[Task goal] Work through the listing below, copying each line that carries the word "they".

Segment Start: Dataset entries

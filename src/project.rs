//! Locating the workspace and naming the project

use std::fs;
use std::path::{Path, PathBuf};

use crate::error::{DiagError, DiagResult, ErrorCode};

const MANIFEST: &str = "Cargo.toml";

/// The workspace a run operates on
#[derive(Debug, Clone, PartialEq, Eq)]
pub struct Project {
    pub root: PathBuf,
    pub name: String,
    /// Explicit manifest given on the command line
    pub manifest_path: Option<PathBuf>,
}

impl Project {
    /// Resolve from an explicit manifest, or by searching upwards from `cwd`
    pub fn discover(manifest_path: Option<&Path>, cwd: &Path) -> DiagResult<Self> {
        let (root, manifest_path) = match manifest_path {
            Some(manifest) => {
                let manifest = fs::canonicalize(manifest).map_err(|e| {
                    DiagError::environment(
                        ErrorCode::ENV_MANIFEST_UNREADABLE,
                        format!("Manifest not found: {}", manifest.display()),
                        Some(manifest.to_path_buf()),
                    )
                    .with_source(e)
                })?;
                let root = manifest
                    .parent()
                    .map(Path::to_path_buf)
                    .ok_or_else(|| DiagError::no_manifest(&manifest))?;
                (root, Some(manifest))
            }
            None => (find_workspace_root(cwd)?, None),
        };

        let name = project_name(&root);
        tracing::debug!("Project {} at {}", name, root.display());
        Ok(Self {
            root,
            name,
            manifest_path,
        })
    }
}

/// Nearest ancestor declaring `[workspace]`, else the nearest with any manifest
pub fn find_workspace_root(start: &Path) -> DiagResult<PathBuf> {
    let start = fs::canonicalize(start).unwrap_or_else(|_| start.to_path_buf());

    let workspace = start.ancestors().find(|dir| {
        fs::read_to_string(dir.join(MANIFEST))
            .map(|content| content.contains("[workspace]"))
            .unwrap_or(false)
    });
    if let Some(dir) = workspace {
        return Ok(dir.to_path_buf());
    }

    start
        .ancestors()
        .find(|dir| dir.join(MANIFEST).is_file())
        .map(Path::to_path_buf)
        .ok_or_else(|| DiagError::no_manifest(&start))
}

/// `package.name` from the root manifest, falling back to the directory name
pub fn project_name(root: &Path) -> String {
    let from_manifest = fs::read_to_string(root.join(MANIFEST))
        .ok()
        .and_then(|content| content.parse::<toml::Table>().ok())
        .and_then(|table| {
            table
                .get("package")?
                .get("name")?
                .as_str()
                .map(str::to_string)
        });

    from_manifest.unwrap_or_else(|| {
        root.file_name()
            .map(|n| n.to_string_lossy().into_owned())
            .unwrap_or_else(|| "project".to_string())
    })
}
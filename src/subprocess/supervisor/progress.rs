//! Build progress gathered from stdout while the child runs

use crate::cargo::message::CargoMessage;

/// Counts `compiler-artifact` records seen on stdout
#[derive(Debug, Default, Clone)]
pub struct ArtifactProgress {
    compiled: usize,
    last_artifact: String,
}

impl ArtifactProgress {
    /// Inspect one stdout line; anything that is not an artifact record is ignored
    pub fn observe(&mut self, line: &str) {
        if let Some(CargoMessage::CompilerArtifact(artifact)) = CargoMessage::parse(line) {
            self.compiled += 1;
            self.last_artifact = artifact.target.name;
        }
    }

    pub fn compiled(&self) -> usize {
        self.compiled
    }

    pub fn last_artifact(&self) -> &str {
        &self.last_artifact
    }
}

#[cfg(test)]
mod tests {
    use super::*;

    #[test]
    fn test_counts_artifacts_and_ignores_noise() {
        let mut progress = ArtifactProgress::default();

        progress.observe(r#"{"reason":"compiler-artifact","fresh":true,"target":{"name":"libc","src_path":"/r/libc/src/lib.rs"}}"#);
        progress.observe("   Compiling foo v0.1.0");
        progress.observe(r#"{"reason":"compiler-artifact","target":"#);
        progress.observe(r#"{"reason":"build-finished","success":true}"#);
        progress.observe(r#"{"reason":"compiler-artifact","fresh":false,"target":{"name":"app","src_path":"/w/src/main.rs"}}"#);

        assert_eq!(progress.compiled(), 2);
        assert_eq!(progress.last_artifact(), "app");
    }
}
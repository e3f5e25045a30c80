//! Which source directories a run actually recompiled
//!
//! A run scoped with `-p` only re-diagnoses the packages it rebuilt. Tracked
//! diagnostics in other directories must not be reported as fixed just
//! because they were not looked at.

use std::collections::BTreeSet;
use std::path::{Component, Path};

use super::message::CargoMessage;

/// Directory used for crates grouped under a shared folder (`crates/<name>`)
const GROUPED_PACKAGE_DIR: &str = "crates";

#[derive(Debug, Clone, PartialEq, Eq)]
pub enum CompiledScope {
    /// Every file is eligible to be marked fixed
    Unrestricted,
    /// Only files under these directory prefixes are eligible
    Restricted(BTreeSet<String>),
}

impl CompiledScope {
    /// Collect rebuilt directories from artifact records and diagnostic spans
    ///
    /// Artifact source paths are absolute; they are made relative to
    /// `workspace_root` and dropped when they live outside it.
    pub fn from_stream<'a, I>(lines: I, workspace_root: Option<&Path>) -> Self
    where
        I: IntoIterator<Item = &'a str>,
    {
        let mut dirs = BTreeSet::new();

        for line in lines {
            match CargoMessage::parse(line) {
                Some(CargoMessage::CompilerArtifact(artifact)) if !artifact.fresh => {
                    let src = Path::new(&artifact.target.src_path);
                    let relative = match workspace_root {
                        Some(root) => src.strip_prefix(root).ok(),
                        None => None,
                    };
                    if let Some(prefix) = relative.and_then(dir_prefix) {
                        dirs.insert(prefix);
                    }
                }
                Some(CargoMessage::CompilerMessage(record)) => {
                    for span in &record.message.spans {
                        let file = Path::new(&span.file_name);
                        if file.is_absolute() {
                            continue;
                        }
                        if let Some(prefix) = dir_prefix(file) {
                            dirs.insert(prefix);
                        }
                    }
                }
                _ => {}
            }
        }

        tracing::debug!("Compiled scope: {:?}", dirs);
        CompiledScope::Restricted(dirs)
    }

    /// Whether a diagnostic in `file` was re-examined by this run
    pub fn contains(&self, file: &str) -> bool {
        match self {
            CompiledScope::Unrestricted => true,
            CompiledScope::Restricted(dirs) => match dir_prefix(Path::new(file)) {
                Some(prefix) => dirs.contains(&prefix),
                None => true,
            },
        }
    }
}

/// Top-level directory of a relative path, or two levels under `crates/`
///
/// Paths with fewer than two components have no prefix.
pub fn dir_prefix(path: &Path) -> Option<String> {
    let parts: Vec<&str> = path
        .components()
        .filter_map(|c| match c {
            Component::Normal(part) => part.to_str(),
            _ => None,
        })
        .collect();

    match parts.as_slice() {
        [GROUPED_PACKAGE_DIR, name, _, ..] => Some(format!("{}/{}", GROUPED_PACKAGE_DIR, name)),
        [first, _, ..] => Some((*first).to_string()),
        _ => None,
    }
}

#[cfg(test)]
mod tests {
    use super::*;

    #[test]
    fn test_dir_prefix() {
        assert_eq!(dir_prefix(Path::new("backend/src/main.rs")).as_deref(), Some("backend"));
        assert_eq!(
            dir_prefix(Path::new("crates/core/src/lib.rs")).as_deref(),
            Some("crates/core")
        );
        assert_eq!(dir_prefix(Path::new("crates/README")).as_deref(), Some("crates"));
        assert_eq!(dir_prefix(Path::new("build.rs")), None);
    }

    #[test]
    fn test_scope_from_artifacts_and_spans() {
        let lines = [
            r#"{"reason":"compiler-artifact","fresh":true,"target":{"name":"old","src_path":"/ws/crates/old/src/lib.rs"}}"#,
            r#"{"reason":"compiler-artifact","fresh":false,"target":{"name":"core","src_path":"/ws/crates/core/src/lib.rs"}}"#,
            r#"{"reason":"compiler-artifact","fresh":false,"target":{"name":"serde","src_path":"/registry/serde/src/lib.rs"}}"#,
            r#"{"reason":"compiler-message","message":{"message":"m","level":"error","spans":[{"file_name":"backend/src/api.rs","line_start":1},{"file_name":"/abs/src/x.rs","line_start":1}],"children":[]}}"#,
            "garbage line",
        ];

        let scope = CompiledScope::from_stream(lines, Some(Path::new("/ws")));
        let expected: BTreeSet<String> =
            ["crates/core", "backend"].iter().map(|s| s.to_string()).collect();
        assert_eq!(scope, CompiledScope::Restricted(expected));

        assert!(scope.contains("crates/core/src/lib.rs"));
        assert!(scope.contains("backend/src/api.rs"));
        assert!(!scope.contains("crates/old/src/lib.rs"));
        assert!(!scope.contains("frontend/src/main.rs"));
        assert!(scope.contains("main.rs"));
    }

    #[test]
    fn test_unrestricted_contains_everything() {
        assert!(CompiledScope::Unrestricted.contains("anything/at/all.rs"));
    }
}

Segment End: Dataset entries

[Your solution]
//! because they were not looked at.
    /// Artifact source paths are absolute; they are made relative to
    /// `workspace_root` and dropped when they live outside it.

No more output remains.